**THE DATA**
━━━━━━━━━━━━━━━━━━━━

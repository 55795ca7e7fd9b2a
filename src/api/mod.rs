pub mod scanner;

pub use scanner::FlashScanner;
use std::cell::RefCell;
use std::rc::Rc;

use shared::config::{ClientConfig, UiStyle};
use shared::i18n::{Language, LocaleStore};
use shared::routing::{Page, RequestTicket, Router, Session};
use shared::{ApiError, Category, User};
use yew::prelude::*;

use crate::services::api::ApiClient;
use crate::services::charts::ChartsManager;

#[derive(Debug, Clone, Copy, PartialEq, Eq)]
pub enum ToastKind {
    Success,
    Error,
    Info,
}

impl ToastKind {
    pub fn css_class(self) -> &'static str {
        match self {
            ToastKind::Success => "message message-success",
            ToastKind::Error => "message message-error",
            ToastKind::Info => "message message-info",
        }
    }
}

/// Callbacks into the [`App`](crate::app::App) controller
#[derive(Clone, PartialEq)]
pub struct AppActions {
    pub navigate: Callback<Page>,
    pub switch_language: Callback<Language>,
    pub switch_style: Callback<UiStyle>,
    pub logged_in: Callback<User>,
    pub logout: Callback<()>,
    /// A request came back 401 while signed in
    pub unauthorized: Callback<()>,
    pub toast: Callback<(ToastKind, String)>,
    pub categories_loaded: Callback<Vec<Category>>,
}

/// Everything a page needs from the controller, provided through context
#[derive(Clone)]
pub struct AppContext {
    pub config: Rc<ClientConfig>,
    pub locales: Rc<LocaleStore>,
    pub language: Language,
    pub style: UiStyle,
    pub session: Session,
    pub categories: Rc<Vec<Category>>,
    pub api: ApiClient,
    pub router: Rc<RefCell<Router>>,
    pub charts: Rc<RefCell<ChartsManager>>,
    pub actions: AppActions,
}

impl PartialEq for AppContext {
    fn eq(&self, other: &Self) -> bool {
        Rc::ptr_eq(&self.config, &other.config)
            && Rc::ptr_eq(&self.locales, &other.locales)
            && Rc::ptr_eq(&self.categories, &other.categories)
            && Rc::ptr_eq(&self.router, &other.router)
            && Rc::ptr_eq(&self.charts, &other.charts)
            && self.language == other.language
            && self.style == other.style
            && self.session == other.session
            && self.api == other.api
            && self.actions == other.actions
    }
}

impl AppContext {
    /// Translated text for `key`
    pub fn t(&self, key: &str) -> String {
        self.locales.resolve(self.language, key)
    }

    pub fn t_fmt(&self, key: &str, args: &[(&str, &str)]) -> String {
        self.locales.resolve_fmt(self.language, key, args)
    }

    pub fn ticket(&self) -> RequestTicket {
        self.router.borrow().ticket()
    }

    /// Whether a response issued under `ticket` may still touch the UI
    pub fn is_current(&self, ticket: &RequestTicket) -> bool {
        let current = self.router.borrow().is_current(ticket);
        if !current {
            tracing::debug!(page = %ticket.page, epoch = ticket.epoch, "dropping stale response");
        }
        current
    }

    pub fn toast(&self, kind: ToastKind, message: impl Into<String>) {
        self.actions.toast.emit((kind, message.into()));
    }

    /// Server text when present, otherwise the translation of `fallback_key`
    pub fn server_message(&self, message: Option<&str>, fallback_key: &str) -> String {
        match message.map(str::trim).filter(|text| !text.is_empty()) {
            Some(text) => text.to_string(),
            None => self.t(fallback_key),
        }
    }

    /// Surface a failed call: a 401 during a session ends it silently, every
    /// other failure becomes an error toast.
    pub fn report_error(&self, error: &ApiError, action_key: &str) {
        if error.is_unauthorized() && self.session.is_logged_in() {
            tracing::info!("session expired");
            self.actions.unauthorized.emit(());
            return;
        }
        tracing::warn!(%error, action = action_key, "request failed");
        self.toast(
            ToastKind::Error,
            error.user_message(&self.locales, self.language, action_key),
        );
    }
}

━━━━━━━━━━━━━━━━━━━━

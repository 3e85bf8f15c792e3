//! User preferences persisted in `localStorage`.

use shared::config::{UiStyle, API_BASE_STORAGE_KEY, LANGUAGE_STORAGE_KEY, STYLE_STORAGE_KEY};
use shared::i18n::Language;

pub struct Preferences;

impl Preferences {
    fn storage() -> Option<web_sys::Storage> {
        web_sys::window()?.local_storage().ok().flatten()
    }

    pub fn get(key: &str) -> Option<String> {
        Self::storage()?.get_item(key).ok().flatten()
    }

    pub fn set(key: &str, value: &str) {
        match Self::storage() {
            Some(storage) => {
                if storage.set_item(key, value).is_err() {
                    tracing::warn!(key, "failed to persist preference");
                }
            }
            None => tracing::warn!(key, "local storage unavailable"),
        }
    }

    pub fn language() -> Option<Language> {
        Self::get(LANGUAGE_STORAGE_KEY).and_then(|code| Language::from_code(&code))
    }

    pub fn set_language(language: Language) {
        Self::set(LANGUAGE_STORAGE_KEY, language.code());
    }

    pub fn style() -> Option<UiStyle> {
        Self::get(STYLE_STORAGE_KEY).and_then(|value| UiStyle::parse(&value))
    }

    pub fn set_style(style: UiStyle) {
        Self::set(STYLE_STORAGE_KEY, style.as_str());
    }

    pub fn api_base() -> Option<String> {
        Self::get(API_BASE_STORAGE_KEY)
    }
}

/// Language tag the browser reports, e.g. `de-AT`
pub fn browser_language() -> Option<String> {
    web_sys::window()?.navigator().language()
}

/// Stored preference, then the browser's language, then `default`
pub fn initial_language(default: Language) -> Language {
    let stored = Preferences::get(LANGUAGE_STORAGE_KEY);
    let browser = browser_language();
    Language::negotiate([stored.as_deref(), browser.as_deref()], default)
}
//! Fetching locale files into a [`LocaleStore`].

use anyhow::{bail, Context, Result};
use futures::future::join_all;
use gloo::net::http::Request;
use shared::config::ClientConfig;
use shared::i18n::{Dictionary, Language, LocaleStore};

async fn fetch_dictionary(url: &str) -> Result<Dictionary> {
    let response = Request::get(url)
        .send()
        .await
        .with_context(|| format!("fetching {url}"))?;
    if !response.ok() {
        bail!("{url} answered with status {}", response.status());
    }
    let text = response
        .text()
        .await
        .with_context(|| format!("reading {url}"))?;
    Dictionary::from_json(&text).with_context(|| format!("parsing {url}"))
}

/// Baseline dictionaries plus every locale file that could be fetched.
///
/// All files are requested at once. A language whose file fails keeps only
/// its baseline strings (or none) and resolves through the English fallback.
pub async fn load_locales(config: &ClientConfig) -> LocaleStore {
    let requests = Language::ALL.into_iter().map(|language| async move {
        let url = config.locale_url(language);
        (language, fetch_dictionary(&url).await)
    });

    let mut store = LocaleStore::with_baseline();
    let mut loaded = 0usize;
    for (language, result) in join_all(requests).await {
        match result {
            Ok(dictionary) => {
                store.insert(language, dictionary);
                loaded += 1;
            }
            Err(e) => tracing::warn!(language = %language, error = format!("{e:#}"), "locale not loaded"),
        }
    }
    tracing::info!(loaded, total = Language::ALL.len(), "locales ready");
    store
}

━━━━━━━━━━━━━━━━━━━━

**TO DO**
If a line in the material above contains the word "await", copy it.

**YOUR SOLUTION**
        .await
        .await
        (language, fetch_dictionary(&url).await)
    for (language, result) in join_all(requests).await {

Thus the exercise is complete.